§ **The records**:

=== Begin Enclosure ===

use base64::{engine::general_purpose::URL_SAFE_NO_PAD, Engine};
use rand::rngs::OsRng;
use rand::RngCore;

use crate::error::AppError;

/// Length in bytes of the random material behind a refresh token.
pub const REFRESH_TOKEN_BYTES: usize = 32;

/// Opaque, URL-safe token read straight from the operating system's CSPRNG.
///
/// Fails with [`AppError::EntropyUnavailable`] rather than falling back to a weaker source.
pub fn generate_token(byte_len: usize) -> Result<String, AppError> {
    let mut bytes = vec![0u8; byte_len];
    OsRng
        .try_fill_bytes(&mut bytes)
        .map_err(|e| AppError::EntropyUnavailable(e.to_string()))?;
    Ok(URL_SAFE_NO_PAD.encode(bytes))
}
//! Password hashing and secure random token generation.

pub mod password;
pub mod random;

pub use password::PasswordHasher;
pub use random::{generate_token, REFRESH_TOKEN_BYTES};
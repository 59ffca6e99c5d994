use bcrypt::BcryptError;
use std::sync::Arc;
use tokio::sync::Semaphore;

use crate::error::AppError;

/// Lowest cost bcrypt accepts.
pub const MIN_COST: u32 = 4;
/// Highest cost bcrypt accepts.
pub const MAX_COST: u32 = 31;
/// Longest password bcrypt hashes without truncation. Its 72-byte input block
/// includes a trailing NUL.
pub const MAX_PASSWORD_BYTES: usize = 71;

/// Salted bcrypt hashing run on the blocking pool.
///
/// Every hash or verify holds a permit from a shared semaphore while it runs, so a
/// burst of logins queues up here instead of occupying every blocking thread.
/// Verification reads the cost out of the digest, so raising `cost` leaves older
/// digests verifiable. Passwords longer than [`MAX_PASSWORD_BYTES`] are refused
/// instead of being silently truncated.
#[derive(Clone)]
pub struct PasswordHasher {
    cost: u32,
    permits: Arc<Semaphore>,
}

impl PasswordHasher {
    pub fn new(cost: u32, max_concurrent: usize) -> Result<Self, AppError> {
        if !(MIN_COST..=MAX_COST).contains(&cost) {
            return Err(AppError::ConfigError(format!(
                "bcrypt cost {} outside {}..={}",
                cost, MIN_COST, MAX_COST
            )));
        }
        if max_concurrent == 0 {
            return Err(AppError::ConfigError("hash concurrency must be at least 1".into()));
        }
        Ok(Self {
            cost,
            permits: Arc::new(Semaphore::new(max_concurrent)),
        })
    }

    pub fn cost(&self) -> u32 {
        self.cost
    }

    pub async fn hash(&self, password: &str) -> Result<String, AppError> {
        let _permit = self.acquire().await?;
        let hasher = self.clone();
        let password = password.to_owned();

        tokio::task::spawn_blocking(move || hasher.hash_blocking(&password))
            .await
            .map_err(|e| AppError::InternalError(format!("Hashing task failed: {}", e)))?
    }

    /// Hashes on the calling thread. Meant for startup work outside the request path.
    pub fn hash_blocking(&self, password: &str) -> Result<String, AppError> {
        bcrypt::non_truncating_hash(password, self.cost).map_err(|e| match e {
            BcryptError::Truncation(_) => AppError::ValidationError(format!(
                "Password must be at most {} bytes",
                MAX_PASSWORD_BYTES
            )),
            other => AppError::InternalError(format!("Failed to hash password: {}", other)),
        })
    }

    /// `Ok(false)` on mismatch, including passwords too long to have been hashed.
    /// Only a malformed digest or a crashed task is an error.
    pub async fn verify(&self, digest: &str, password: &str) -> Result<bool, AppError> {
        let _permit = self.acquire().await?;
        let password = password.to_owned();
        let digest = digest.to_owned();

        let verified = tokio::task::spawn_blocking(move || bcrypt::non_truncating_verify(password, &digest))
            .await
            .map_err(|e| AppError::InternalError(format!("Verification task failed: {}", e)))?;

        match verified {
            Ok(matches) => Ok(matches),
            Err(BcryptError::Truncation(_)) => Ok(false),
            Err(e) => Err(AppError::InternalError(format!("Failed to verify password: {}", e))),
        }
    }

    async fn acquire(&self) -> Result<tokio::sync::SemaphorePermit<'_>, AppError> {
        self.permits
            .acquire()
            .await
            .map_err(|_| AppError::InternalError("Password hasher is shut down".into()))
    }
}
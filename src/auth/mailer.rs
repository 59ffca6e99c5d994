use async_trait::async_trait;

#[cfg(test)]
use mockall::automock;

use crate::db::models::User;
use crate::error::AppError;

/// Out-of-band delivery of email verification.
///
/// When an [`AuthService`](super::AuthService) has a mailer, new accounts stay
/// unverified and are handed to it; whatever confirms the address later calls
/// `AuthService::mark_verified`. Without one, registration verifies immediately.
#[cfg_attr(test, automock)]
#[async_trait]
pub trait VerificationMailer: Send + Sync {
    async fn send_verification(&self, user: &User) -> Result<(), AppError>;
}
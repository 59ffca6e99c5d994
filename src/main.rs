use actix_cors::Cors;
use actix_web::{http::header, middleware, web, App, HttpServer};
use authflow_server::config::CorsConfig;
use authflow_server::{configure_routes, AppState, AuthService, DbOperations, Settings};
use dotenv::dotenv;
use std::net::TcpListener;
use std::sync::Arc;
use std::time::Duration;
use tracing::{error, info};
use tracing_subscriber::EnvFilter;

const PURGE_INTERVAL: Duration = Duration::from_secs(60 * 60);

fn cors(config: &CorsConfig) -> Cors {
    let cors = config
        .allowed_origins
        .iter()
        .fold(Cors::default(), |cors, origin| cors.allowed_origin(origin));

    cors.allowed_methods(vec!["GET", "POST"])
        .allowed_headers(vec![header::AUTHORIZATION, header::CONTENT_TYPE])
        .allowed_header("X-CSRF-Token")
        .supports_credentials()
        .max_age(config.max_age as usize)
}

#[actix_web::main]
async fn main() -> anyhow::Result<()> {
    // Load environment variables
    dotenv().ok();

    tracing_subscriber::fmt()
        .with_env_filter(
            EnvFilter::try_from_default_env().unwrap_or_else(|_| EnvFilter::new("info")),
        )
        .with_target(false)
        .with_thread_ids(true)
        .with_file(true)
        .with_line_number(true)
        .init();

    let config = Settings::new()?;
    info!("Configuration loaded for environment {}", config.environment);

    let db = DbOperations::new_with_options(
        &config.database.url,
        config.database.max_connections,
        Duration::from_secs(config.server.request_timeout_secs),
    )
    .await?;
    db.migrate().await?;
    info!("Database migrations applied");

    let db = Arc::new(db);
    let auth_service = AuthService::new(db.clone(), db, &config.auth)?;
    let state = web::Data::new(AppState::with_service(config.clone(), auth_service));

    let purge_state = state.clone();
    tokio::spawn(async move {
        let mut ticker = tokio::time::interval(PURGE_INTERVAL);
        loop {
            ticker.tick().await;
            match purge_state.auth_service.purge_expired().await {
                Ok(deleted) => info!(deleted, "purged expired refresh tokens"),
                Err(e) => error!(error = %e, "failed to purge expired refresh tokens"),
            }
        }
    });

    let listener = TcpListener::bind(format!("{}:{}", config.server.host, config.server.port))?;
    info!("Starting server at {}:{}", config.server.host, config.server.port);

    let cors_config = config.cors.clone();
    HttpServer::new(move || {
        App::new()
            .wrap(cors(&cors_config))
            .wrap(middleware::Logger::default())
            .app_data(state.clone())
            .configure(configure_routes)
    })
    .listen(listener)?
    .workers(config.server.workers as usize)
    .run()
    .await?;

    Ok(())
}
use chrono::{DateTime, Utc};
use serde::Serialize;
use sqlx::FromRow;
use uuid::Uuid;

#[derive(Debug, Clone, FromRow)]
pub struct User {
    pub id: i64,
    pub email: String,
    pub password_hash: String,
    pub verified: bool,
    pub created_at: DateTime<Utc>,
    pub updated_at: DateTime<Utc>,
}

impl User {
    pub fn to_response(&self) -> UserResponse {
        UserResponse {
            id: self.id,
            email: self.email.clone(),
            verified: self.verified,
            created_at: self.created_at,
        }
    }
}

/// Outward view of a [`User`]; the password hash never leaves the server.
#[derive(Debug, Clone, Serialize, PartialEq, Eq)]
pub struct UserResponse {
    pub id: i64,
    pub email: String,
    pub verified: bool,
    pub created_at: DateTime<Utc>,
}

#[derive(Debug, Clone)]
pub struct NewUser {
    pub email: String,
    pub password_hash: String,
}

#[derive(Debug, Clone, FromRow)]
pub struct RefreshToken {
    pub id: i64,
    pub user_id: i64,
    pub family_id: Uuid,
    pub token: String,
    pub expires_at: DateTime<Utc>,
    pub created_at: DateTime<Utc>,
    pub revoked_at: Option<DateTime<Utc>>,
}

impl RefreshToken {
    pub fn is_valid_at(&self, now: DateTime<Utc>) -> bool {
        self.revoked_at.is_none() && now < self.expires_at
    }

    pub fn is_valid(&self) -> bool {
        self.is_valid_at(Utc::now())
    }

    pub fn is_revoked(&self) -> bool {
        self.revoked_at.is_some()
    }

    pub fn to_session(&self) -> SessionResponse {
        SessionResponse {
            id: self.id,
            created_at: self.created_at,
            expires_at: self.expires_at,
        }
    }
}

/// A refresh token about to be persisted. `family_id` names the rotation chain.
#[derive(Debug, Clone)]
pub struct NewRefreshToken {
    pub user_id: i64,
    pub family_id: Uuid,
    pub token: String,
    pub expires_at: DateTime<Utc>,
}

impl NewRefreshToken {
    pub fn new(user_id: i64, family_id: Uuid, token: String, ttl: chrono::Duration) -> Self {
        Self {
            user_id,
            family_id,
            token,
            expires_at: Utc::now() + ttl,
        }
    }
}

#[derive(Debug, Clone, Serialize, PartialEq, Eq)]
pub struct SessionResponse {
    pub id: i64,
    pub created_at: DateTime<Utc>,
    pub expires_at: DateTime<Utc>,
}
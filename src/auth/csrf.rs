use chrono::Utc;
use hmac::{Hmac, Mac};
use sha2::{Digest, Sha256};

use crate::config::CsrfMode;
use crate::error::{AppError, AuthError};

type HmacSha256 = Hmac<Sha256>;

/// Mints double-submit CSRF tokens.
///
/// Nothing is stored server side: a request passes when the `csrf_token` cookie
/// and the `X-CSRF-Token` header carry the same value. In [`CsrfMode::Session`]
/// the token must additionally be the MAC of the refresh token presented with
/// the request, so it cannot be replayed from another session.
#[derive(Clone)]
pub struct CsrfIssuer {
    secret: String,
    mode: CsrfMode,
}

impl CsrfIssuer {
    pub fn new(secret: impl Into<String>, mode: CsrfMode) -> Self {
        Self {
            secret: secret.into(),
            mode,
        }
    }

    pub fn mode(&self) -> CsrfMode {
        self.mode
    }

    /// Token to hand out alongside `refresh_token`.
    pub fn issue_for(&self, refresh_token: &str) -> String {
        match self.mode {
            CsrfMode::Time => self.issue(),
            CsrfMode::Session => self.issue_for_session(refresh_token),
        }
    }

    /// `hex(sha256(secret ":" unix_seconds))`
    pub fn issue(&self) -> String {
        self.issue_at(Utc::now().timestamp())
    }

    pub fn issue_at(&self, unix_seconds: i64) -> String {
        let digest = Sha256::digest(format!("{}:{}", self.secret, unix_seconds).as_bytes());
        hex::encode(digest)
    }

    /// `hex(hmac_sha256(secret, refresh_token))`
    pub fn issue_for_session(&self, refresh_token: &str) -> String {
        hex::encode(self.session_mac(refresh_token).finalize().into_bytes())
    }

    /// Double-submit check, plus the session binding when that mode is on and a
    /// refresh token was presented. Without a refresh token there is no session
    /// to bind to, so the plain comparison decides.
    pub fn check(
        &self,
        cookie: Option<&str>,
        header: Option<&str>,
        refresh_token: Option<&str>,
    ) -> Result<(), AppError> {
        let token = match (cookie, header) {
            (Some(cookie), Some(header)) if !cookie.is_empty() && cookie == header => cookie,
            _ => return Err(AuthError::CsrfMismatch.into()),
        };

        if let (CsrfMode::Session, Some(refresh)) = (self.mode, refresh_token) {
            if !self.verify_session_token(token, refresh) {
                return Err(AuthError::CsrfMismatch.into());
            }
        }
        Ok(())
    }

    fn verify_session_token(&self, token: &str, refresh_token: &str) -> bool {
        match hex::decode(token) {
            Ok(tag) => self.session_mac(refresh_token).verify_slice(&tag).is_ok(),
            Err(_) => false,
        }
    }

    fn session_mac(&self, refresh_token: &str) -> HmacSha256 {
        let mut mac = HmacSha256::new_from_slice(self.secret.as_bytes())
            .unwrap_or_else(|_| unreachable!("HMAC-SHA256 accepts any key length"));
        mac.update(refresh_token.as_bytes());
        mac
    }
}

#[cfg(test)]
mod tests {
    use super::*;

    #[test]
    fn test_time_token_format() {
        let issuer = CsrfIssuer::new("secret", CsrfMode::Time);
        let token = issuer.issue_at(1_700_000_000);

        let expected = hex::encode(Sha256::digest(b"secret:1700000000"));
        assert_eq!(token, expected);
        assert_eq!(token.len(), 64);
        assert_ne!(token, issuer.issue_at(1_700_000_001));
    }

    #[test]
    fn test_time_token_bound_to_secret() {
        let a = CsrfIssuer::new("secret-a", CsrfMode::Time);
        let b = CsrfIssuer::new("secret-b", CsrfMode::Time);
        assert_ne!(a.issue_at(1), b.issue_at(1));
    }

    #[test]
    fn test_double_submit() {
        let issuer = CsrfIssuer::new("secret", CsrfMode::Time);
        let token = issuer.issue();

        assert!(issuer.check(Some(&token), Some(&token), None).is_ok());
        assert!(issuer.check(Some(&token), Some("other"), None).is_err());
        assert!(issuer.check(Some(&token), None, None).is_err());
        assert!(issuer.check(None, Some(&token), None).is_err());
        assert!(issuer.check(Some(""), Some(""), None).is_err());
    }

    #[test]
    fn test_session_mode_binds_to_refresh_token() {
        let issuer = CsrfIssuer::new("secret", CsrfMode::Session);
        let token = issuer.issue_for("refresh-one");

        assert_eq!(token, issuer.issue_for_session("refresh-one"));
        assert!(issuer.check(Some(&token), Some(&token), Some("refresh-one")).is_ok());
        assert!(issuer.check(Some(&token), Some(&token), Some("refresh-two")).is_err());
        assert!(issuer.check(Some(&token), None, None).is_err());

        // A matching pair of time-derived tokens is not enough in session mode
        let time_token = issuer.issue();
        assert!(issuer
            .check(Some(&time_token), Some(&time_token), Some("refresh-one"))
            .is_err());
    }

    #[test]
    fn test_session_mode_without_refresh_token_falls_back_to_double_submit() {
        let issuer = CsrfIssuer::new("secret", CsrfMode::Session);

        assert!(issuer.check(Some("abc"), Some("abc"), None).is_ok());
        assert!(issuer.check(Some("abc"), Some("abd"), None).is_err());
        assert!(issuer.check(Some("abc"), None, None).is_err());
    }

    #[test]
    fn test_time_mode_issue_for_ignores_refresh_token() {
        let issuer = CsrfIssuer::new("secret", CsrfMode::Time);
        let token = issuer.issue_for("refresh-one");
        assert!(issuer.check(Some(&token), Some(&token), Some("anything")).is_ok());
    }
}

=== End Enclosure ===

§ **Brief**:
Only the lines above starting at the line that holds "hex::encode(digest)" and ending at the line that holds "is no session" are to be repeated, exactly and in full.

§ **Answer for this exercise**:
        hex::encode(digest)
    }

    /// `hex(hmac_sha256(secret, refresh_token))`
    pub fn issue_for_session(&self, refresh_token: &str) -> String {
        hex::encode(self.session_mac(refresh_token).finalize().into_bytes())
    }

    /// Double-submit check, plus the session binding when that mode is on and a
    /// refresh token was presented. Without a refresh token there is no session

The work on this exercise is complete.